I share this anecdote because it was the beautiful time I saw tears in my bishop’s eyes, tears like those of a crucified Jesus, and because I have decided not to worry about those who claim that my writings, whatever they touch on, carry the burden of dissent, for I am indeed a dissident, and moreover, from my Roman Catholic perspective. Nothing is more dissident than the Christian faith, whomever doesn’t see it this way doesn’t know what it means to honor Christ. I am as much a dissident as the very soul of Monsignor Héctor Luis Lucas Peña Gómez and all the Cuban bishops, from the celebrated Félix Varela and Enrique Pérez Serantes to the one who these days, evangelically cries out for our suffering people.

So, I must mention in this farewell my annoyance at seeing so many police officers at every street corner from the Cathedral to the cemetery, and so many motorcycles and police cars—protecting what? Just a few weeks ago, a similar procession took place following the death of Father José Necuse, and there wasn’t a single police officer on duty.

Clearly, my dearest Peña, you stirred the springs of a faith with a purely rebellious root. Truly, I couldn’t have imagined this day any other way, even though today, unlike the time when Cuba bid farewell to Pedro Meurice, our Church is more infiltrated than ever, and 90% of our faithful have gone into exile.

The 96-year-old bishop, declared the longest-serving member of our episcopate, bids farewell. / Courtesy of the author

To make matters worse, you leave on days when the Cuban environment offers the image and reality of compatriots with a loss of mobility not seen since Cuba has been on the maps and the mouths of our people barely have breakfast and barely have the strength to sing or shout.

Nevertheless, we went to Mass for you, we went to your final resting place for you, a new “Father Las Casas” (the Holguín native knows!). And I say that your farewell doesn’t surprise me, but it does distress me.
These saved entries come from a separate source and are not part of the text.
use async_trait::async_trait;
use std::sync::Arc;
use std::time::Duration;
use tokio::sync::RwLock;
use tracing::{error, info, warn};
use transit_catalog::{Stop, StopCatalog, VehicleCatalog, VehicleOffering};
use transit_core::{BookingBackend, BookingDraft};

use crate::models::{CompletedBooking, PassengerDetails};
use crate::wizard::{BookingWizard, FlowError, SubmissionError};

/// Hears how each submission that reached the booking service ended.
///
/// Called from the submission task, after the wizard has moved on, whether
/// or not the caller of `submit` is still waiting.
#[async_trait]
pub trait SubmissionListener: Send + Sync {
    async fn confirmed(&self, booking: &CompletedBooking);

    async fn failed(&self, error: &FlowError);
}

/// Drives one booking wizard against a booking service.
///
/// The catalogs are read once when the flow starts. At most one submission
/// is outstanding at a time; a second `submit` while the first is pending is
/// rejected without reaching the service.
pub struct BookingFlow {
    wizard: Arc<RwLock<BookingWizard>>,
    vehicles: Vec<VehicleOffering>,
    stops: Vec<Stop>,
    backend: Arc<dyn BookingBackend>,
    timeout: Option<Duration>,
    listener: Option<Arc<dyn SubmissionListener>>,
}

impl BookingFlow {
    pub async fn start(
        vehicles: &dyn VehicleCatalog,
        stops: &dyn StopCatalog,
        backend: Arc<dyn BookingBackend>,
    ) -> Result<Self, FlowError> {
        let vehicles = vehicles.list_vehicles().await?;
        let stops = stops.list_stops().await?;

        Ok(Self {
            wizard: Arc::new(RwLock::new(BookingWizard::new())),
            vehicles,
            stops,
            backend,
            timeout: None,
            listener: None,
        })
    }

    /// Give up on the booking service after `timeout`. Without one the flow
    /// waits as long as the service takes.
    pub fn with_timeout(mut self, timeout: Duration) -> Self {
        self.timeout = Some(timeout);
        self
    }

    pub fn with_listener(mut self, listener: Arc<dyn SubmissionListener>) -> Self {
        self.listener = Some(listener);
        self
    }

    pub async fn snapshot(&self) -> BookingWizard {
        self.wizard.read().await.clone()
    }

    pub async fn select_vehicle(&self, vehicle_id: &str) -> Result<BookingWizard, FlowError> {
        let vehicle = self
            .vehicles
            .iter()
            .find(|v| v.vehicle_id == vehicle_id)
            .ok_or_else(|| FlowError::UnknownVehicle(vehicle_id.to_string()))?;

        self.apply(|w| w.select_vehicle(vehicle)).await
    }

    /// Choose either or both ends of the journey.
    pub async fn select_stops(
        &self,
        source_id: Option<&str>,
        destination_id: Option<&str>,
    ) -> Result<BookingWizard, FlowError> {
        let source = source_id.map(|id| self.find_stop(id)).transpose()?;
        let destination = destination_id.map(|id| self.find_stop(id)).transpose()?;

        self.apply(|w| {
            let mut next = w.clone();
            if let Some(stop) = source {
                next = next.select_source(stop)?;
            }
            if let Some(stop) = destination {
                next = next.select_destination(stop)?;
            }
            Ok(next)
        })
        .await
    }

    pub async fn continue_to_details(&self) -> Result<BookingWizard, FlowError> {
        let next = self.apply(|w| w.continue_to_details()).await?;
        info!(
            vehicle_id = next.draft().vehicle_id.as_deref().unwrap_or_default(),
            "Booking moved to passenger details"
        );
        Ok(next)
    }

    pub async fn update_passenger(&self, details: &PassengerDetails) -> Result<BookingWizard, FlowError> {
        self.apply(|w| w.update_passenger(details)).await
    }

    pub async fn back_to_selection(&self) -> Result<BookingWizard, FlowError> {
        self.apply(|w| w.back_to_selection()).await
    }

    pub async fn book_another(&self) -> Result<BookingWizard, FlowError> {
        let next = self.apply(|w| w.book_another()).await?;
        info!("Booking wizard reset for a new journey");
        Ok(next)
    }

    /// Details → Confirmation.
    ///
    /// The service call and its bookkeeping run on their own task, so the
    /// wizard always leaves the in-flight state even when the caller stops
    /// waiting. The lock is released while the service works, so the wizard
    /// stays readable; the in-flight flag keeps every other transition out.
    pub async fn submit(&self) -> Result<CompletedBooking, FlowError> {
        let submitted = {
            let mut wizard = self.wizard.write().await;
            match wizard.begin_submission() {
                Ok((next, draft)) => {
                    *wizard = next;
                    draft
                }
                Err(err) => {
                    if matches!(err, FlowError::Submission(SubmissionError::InFlight)) {
                        warn!("Duplicate booking submission ignored");
                    }
                    return Err(err);
                }
            }
        };

        info!(
            vehicle_id = submitted.vehicle_id.as_deref().unwrap_or_default(),
            fare = submitted.fare_amount,
            "Submitting booking"
        );

        let submission = Submission {
            wizard: self.wizard.clone(),
            backend: self.backend.clone(),
            timeout: self.timeout,
            listener: self.listener.clone(),
            draft: submitted,
        };

        match tokio::spawn(submission.run()).await {
            Ok(result) => result,
            Err(join_err) => {
                error!("Booking submission task ended abnormally: {}", join_err);
                let err = FlowError::from(SubmissionError::Interrupted);
                {
                    let mut wizard = self.wizard.write().await;
                    *wizard = wizard.fail_submission();
                }
                if let Some(listener) = &self.listener {
                    listener.failed(&err).await;
                }
                Err(err)
            }
        }
    }

    fn find_stop(&self, stop_id: &str) -> Result<Stop, FlowError> {
        self.stops
            .iter()
            .find(|s| s.id == stop_id)
            .cloned()
            .ok_or_else(|| FlowError::UnknownStop(stop_id.to_string()))
    }

    /// Run a transition against the current wizard and keep the result only
    /// if it succeeded.
    async fn apply<F>(&self, transition: F) -> Result<BookingWizard, FlowError>
    where
        F: FnOnce(&BookingWizard) -> Result<BookingWizard, FlowError>,
    {
        let mut wizard = self.wizard.write().await;
        let next = transition(&*wizard)?;
        *wizard = next.clone();
        Ok(next)
    }
}

/// One submission already marked in flight on `wizard`.
struct Submission {
    wizard: Arc<RwLock<BookingWizard>>,
    backend: Arc<dyn BookingBackend>,
    timeout: Option<Duration>,
    listener: Option<Arc<dyn SubmissionListener>>,
    draft: BookingDraft,
}

impl Submission {
    async fn run(self) -> Result<CompletedBooking, FlowError> {
        let outcome = match self.timeout {
            Some(limit) => match tokio::time::timeout(limit, self.backend.submit_booking(&self.draft)).await {
                Ok(result) => result.map_err(SubmissionError::from),
                Err(_) => Err(SubmissionError::TimedOut(limit)),
            },
            None => self
                .backend
                .submit_booking(&self.draft)
                .await
                .map_err(SubmissionError::from),
        };

        let result = {
            let mut wizard = self.wizard.write().await;
            match outcome {
                Ok(receipt) => match wizard.complete_submission(self.draft, receipt) {
                    Ok((next, completed)) => {
                        *wizard = next;
                        info!(confirmation_id = %completed.confirmation_id, "Booking confirmed");
                        Ok(completed)
                    }
                    Err(err) => {
                        *wizard = wizard.fail_submission();
                        Err(err)
                    }
                },
                Err(err) => {
                    *wizard = wizard.fail_submission();
                    error!(retryable = err.is_retryable(), "Booking submission failed: {}", err);
                    Err(FlowError::from(err))
                }
            }
        };

        if let Some(listener) = &self.listener {
            match &result {
                Ok(completed) => listener.confirmed(completed).await,
                Err(err) => listener.failed(err).await,
            }
        }

        result
    }
}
Many of our conversations were left unfinished, like that day when I discovered on a page from the 1950s that your town of Velasco was called “the breadbasket of the Antilles,” and you were surprised because it was much more than just the breadbasket of Cuba.

We still had much to talk about regarding the Cuba of our dreams, “with everyone and for the good of all,” and that conversation about Reinaldo Arenas that we never finished…

The 96-year-old bishop, declared the longest-serving member of our episcopate, bids farewell. And when the last bishop says goodbye, one cycle closes and another opens, one that implies a powerful interpretation for this Cuba of forbidden church bells, of the imprisonment of innocent voices, of a thirst for justice, and of an uncertainty similar to that denounced in the classic Cuban pastoral letters, which offered their early and first warning to the “new revolutionary government” on January 3, 1959, in a Santiago de Cuba plaza.

Your people, Monsignor, thank you and honor you and are honored to have had you as their pastor and celebrate you, as an evangelical spirit that will continue to guide the mysteries of the secular city, from your body deposited in the very center of the Chapel of the Merciful Christ of the Necropolis of Luz y Caballero.